------ GIVEN INFORMATION
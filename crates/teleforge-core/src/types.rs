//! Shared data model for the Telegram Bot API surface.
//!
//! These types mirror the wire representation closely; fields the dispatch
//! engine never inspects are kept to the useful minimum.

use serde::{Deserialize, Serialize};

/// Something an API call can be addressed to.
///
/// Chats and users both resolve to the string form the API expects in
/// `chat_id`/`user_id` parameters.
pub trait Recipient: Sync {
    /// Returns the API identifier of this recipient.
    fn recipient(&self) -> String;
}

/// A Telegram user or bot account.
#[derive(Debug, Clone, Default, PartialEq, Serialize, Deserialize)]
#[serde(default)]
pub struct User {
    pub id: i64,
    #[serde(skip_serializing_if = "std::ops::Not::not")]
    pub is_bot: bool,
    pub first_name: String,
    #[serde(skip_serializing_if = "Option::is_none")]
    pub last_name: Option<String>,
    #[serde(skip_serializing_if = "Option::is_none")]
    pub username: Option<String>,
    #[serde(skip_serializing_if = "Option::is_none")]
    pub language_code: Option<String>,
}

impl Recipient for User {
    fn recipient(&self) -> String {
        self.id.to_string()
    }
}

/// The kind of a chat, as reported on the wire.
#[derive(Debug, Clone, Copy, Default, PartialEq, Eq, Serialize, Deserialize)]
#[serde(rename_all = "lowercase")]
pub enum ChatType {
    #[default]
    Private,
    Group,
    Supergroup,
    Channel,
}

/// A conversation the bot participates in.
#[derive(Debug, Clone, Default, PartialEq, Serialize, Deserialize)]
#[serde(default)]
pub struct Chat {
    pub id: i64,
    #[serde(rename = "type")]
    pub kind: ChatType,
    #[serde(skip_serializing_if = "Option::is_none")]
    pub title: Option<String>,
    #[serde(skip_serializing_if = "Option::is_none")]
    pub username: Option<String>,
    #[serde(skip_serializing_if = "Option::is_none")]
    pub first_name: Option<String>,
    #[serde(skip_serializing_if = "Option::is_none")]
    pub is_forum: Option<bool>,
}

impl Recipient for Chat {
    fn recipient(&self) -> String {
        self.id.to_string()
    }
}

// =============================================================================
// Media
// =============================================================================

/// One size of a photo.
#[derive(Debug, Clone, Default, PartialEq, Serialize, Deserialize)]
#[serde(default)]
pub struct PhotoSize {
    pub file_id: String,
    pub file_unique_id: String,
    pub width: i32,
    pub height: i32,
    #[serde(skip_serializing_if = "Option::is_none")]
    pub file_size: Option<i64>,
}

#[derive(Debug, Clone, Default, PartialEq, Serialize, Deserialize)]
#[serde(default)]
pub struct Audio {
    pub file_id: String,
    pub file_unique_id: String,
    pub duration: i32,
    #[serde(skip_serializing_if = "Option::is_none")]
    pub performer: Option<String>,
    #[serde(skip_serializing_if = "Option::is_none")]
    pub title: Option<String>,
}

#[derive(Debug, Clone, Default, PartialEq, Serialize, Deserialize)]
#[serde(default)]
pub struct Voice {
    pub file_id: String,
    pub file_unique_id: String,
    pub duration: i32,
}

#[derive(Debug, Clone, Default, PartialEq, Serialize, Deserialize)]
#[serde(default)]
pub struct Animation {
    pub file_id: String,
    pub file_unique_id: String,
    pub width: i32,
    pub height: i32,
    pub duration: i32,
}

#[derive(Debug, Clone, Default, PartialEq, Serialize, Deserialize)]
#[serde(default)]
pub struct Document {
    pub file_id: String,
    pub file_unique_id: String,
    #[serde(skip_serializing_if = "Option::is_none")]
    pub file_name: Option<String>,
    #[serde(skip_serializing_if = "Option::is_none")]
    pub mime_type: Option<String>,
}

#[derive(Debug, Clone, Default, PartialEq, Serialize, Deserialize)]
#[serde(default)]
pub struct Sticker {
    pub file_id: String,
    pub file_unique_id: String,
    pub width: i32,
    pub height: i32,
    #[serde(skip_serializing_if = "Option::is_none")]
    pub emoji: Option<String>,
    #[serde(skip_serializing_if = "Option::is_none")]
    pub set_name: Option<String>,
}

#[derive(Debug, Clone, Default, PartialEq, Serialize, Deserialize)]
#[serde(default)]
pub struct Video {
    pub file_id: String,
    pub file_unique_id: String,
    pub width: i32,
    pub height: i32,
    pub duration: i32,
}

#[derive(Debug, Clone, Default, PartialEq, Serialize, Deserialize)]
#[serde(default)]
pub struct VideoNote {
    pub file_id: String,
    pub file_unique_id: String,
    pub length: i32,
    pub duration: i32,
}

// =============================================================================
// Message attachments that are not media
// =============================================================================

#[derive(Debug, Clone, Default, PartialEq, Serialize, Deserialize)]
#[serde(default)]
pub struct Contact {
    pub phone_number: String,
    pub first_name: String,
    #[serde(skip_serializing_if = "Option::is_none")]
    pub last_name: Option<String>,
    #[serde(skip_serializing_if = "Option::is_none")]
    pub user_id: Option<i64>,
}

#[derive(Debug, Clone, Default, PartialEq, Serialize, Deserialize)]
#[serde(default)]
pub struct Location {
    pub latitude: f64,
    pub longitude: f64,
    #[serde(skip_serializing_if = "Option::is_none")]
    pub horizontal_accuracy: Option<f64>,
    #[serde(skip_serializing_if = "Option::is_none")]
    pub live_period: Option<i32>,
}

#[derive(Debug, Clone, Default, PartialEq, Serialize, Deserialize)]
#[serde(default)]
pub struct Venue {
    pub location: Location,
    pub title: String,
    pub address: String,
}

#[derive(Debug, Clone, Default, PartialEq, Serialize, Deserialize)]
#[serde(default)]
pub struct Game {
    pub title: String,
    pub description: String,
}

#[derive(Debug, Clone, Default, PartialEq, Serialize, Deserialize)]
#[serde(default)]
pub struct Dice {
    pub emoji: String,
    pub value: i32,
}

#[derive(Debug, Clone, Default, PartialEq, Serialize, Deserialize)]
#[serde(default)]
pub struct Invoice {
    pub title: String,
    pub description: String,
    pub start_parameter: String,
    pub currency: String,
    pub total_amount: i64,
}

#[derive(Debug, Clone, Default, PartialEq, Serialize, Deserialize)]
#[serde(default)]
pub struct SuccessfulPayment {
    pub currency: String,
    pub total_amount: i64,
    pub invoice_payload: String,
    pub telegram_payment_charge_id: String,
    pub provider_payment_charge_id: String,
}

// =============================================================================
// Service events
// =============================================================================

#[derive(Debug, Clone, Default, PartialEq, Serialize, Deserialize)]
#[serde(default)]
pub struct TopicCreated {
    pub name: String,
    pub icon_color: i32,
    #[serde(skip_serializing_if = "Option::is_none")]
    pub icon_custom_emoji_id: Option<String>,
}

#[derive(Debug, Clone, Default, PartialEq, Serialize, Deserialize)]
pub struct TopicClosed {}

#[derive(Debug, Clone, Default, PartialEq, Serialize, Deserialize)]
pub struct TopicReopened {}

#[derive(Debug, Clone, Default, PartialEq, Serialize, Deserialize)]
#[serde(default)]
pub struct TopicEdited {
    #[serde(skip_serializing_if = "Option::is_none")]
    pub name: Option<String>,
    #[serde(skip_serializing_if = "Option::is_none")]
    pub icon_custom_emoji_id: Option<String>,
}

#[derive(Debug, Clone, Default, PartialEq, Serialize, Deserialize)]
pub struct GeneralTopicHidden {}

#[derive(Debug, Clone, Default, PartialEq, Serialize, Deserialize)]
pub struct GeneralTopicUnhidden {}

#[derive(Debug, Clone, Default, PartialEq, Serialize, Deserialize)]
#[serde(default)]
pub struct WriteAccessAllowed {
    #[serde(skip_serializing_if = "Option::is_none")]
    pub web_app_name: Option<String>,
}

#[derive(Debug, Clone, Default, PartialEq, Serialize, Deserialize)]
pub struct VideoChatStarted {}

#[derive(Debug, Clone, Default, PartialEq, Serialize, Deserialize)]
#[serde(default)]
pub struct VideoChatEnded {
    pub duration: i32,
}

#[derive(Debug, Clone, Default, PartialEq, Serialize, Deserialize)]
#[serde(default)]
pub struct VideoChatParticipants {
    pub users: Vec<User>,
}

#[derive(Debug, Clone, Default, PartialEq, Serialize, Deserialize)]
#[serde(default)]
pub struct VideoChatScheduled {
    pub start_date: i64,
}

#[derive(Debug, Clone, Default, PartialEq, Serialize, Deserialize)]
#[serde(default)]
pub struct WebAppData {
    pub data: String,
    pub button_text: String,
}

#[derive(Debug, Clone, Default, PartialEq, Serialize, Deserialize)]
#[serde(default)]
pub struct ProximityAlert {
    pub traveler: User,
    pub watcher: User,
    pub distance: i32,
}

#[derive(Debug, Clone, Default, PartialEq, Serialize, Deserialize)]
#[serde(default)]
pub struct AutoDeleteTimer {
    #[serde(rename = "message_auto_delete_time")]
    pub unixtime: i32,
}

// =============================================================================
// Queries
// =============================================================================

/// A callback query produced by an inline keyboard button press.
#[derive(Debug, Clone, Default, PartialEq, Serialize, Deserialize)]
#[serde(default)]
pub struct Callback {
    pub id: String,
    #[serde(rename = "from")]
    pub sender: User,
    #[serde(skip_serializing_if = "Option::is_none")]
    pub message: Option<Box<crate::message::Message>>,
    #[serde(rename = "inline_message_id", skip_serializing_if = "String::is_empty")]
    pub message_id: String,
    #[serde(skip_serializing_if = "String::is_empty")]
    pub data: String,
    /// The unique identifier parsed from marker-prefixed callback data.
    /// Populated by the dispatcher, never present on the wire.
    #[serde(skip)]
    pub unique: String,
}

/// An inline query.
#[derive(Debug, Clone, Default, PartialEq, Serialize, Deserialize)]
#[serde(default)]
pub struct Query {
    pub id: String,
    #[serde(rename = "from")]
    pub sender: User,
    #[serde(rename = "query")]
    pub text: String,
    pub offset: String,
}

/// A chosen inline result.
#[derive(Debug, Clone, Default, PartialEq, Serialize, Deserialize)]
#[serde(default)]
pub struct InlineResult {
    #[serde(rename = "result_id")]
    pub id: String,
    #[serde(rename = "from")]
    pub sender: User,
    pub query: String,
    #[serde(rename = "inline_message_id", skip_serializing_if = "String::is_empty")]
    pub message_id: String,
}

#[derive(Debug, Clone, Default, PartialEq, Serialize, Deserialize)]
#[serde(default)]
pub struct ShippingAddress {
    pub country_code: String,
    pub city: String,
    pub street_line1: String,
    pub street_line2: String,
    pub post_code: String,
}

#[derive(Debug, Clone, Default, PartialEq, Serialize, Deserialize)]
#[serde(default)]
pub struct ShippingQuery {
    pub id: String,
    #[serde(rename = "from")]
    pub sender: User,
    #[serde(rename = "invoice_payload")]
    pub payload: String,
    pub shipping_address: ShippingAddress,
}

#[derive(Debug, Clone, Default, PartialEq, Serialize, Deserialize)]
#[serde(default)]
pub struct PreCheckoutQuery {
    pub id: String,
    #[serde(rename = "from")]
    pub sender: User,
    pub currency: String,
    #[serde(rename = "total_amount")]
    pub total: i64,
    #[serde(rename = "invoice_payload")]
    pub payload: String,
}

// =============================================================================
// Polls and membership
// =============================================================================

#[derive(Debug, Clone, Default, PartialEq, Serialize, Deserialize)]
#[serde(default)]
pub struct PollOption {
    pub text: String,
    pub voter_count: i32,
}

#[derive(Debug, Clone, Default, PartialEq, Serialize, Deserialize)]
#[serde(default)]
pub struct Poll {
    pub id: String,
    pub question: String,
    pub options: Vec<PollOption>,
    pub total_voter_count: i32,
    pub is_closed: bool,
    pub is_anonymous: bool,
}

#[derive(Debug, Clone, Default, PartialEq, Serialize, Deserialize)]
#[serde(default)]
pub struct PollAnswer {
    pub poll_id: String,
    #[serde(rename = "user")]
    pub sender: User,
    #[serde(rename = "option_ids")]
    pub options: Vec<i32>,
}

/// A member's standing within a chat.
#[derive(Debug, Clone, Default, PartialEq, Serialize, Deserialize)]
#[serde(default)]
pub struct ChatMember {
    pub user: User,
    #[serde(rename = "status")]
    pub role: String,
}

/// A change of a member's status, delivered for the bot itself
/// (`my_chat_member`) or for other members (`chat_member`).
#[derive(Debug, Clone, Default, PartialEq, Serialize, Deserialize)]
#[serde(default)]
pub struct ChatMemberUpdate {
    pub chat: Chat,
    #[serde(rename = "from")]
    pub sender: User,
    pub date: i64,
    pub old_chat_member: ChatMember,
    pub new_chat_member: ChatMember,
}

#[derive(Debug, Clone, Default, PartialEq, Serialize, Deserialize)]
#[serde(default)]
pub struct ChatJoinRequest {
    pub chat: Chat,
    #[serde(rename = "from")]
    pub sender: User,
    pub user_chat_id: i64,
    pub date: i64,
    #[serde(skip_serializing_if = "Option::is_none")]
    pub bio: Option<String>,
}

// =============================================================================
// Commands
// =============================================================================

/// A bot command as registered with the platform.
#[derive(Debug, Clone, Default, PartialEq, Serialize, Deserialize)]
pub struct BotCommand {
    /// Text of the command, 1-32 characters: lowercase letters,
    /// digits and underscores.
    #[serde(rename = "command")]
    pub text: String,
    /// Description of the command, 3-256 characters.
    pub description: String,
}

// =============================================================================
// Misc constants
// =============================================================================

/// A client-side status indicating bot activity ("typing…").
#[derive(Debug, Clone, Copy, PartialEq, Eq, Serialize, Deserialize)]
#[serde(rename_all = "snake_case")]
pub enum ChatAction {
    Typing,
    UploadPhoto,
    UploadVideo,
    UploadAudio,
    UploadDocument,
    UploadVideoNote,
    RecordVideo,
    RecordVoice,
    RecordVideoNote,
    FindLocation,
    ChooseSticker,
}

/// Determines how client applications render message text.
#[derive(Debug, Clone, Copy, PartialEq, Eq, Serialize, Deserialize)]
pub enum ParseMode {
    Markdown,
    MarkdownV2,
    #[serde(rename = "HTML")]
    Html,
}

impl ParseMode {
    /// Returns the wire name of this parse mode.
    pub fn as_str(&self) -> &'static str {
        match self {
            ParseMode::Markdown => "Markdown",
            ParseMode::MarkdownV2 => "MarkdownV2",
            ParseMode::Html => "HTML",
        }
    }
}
------------
AIM OF THE EXERCISE. Quote every line from the beginning of the entries up to and including the line that contains "bot participates in.".

SOLUTION FOR THIS TASK.
filename crates/teleforge-core/src/types.rs
//! Shared data model for the Telegram Bot API surface.
//!
//! These types mirror the wire representation closely; fields the dispatch
//! engine never inspects are kept to the useful minimum.

use serde::{Deserialize, Serialize};

/// Something an API call can be addressed to.
///
/// Chats and users both resolve to the string form the API expects in
/// `chat_id`/`user_id` parameters.
pub trait Recipient: Sync {
    /// Returns the API identifier of this recipient.
    fn recipient(&self) -> String;
}

/// A Telegram user or bot account.
#[derive(Debug, Clone, Default, PartialEq, Serialize, Deserialize)]
#[serde(default)]
pub struct User {
    pub id: i64,
    #[serde(skip_serializing_if = "std::ops::Not::not")]
    pub is_bot: bool,
    pub first_name: String,
    #[serde(skip_serializing_if = "Option::is_none")]
    pub last_name: Option<String>,
    #[serde(skip_serializing_if = "Option::is_none")]
    pub username: Option<String>,
    #[serde(skip_serializing_if = "Option::is_none")]
    pub language_code: Option<String>,
}

impl Recipient for User {
    fn recipient(&self) -> String {
        self.id.to_string()
    }
}

/// The kind of a chat, as reported on the wire.
#[derive(Debug, Clone, Copy, Default, PartialEq, Eq, Serialize, Deserialize)]
#[serde(rename_all = "lowercase")]
pub enum ChatType {
    #[default]
    Private,
    Group,
    Supergroup,
    Channel,
}

/// A conversation the bot participates in.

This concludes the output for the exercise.